Two have been handled by "New Day" co-host Chris Cuomo, who does not lack self confidence and can get rather censorious and prosecutorial. But they have their perfect-for-TV moments as the Donald Trump Jr. disclosures of The New York Times dominate the news, even if they inspire a certain underlying "Gotcha!!" air among some in the press, especially cable news hosts yearning to exhibit their inner U.S. Attorney.
Not to be outdone by morning colleagues, Anderson Cooper last night went at it with Gorka for a long time, with lots of mutual sniping and Gorka even unabashedly citing Donald Trump Jr. as a model of transparency. Alternative realities are clashing.
Tweet of day
Kid Rock is mulling a Senate run from Michigan, prompting journalist Ben Jacobs (you know, the guy pummeled by the Montana Republican candidate) to note:
"If elected, Kid Rock would be the first U.S. senator to appear in a sex tape with the lead singer of Creed" (@Bencjacobs)
New Pulitzer administrator
"I just wanted to do really good work, groundbreaking journalism that makes a difference," says Dana Canedy, who was part of a team that won a Pulitzer for The New York Times in 2001, and was announced as the new Pulitzer administrator.
"Canedy is the first woman, the first person of color and the youngest to serve in the role of Pulitzer administrator." (Poynter)
Newsday's review of a suspected fabricator
Newsday disclosed the results of an investigation of the work of Kevin Deutsch, who covered law enforcement for the Long Island paper from April 2012 to September 2016. It followed after question arose about the truthfulness both of a book he wrote on the Baltimore drug trade, "Pill City," and some Newsday stories. St. Martin's Press stands by the book.
The paper concludes there are "77 stories with 109 individuals from Deutsch’s reporting whom Newsday could not locate.
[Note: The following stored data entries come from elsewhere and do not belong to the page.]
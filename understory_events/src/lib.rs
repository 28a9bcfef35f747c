// Copyright 2025 the Understory Authors
// SPDX-License-Identifier: Apache-2.0 OR MIT

// After you edit the crate's doc comment, run this command, then check README.md for any missing links
// cargo rdme --workspace-project=understory_events --heading-base-level=0

//! Understory Events: deterministic, `no_std` synthetic event propagation over a virtual tree.
//!
//! ## Overview
//!
//! A native event reports the platform element it came from. This crate maps
//! that element back into an [`understory_vtree::VTree`], collects the nodes
//! whose handlers match the event, and replays capture, then bubble, over them.
//!
//! It does not install native listeners and does not build or diff the tree.
//!
//! ## Pipeline
//!
//! 1) Accumulate: [`accumulate_dispatch_targets`](crate::accumulate::accumulate_dispatch_targets)
//!    finds the mounted root containing the origin, walks the platform ancestor chain,
//!    and matches each level against the virtual tree. Component-like wrappers own no
//!    platform node; they are transparent to matching and contribute their handlers
//!    right after the element they wrap. The result is innermost-first.
//! 2) Dispatch: [`dispatch_event`](crate::dispatch::dispatch_event) runs capture
//!    handlers from the outermost target inward, then bubble handlers from the origin
//!    outward. A handler returning [`EventFlags::STOP_PROPAGATION`](crate::flags::EventFlags::STOP_PROPAGATION)
//!    ends the dispatch; undefined result bits are an error.
//! 3) Glue: [`NativeEventDispatcher`](crate::native::NativeEventDispatcher) does both
//!    for one event type and reports whether the native default should be prevented.
//!
//! ## Handlers
//!
//! [`EventHandler`](crate::handler::EventHandler) values are attached to any node,
//! element or wrapper, in registration order. They are `Rc` callbacks: dispatch is
//! single-threaded and synchronous, and a handler runs to completion before the next.
//!
//! ## Example
//!
//! ```
//! use std::cell::RefCell;
//! use std::rc::Rc;
//!
//! use understory_events::accumulate::accumulate_dispatch_targets;
//! use understory_events::dispatch::dispatch_event;
//! use understory_events::event::SyntheticEvent;
//! use understory_events::flags::{EventFlags, SyntheticEventFlags};
//! use understory_events::handler::{EventHandler, EventType, on, on_capture};
//! use understory_vtree::{ComponentKind, RootRegistry, SimpleDom, VNodeKind, VTree};
//!
//! let mut dom = SimpleDom::new();
//! let container = dom.create(None);
//! let list = dom.create(Some(container));
//! let item = dom.create(Some(list));
//!
//! let log = Rc::new(RefCell::new(Vec::new()));
//! let record = |tag: &'static str| {
//!     let log = log.clone();
//!     move |_: &mut SyntheticEvent<()>| {
//!         log.borrow_mut().push(tag);
//!         EventFlags::empty()
//!     }
//! };
//!
//! let mut tree: VTree<_, EventHandler<()>> = VTree::new();
//! let ul = tree.insert(None, VNodeKind::Element(list)).unwrap();
//! let row = tree.insert(Some(ul), VNodeKind::Component(ComponentKind::Stateful)).unwrap();
//! let li = tree.insert(Some(row), VNodeKind::Element(item)).unwrap();
//! tree.push_handler(ul, on_capture(EventType::Click, record("ul capture"))).unwrap();
//! tree.push_handler(ul, on(EventType::Click, record("ul"))).unwrap();
//! tree.push_handler(row, on(EventType::Click, record("row"))).unwrap();
//! tree.push_handler(li, on(EventType::Click, record("li"))).unwrap();
//!
//! let mut roots = RootRegistry::new();
//! roots.mount(container, Some(ul));
//!
//! let targets = accumulate_dispatch_targets(&roots, &dom, &tree, &item, |h| {
//!     h.handles(EventType::Click)
//! });
//! let mut event = SyntheticEvent::new(SyntheticEventFlags::empty(), 0, None, ());
//! dispatch_event(&targets, &mut event, true).unwrap();
//!
//! assert_eq!(*log.borrow(), ["ul capture", "li", "row", "ul"]);
//! ```
//!
//! ## Logging
//!
//! The crate emits [`tracing`] events: `trace` for accumulation and phase
//! boundaries, `debug` for unmatched origins and stopped propagation, and
//! `error` for invalid handler results. Install any subscriber to see them.
//!
//! This crate is `no_std` and uses `alloc`.

#![no_std]

extern crate alloc;

pub mod accumulate;
pub mod dispatch;
pub mod event;
pub mod flags;
pub mod handler;
pub mod native;
pub mod pointer_map;
pub mod target;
The main points of the stories were not affected...Newsday is attaching an editor’s note to each story online that contains individuals we cannot locate." Here are its findings and methodology.
Fox News Quiz
In a discussion about the president's tweet that the Russia investigation is "the greatest witch hunt in political history," a Fox co-host said, "Fox News can confirm it's not."
And when a guest mentioned that the president was recently seen watching a DVR copy of that morning's "Fox & Friends" in the middle of the afternoon, the same host declared, "We like the ratings but c'mon."
Was it A) Tucker Carlson B) Shepard Smith C) Sean Hannity D) Bret Baier D) Bill Hemmer E) Ainsley Earhardt F) Jeanine Pirro or G) Neil Cavuto?
Bzzzzzzzz, time's up.
Shepard Smith. Good for him.
The Zuckerberg meet-real-people tour
"Mark Zuckerberg Hits the Road to Meet Regular Folks – With a Few Conditions – As he tours America, Facebook CEO appears at homes and businesses with little notice, asks not to be quoted; not always recognized." (The Wall Street Journal)
Facebook's display ads
"Messaging is the center of mobile, and Facebook wants ads in front of all those eyes. After seeing 'promising results from Australia and Thailand,' Facebook Messenger is expanding its display ad beta test that lets businesses buy space between your chat threads. Later this month, a small percentage of users will start seeing ads in the Messenger app’s home tab." (TechCrunch)
Alas, much-followed Hong Kong-based tech analyst Ben Thompson finds it "a discouraging sign for both the short and long term." (Stratechery)
Apple makes a billionaire
"The chairman of the world’s largest contract chipmaker has become a billionaire thanks to expected demand for Apple Inc.’s new iPhone. Taiwan Semiconductor Manufacturing Co. (TSMC) shares have surged 27 percent in the past year, lifting founder and Chairman Morris Chang’s personal fortune to $1 billion." (Bloomberg)
NOTE: Kevin Deutsch takes issue with the use of the word "fabricator" and says he stands by his reporting. He has written this response to the Newsday evaluation of the veracity of his work. We've added the word "suspected" before fabricator in that item since no publications reviewing his work have outright said he fabricated sources.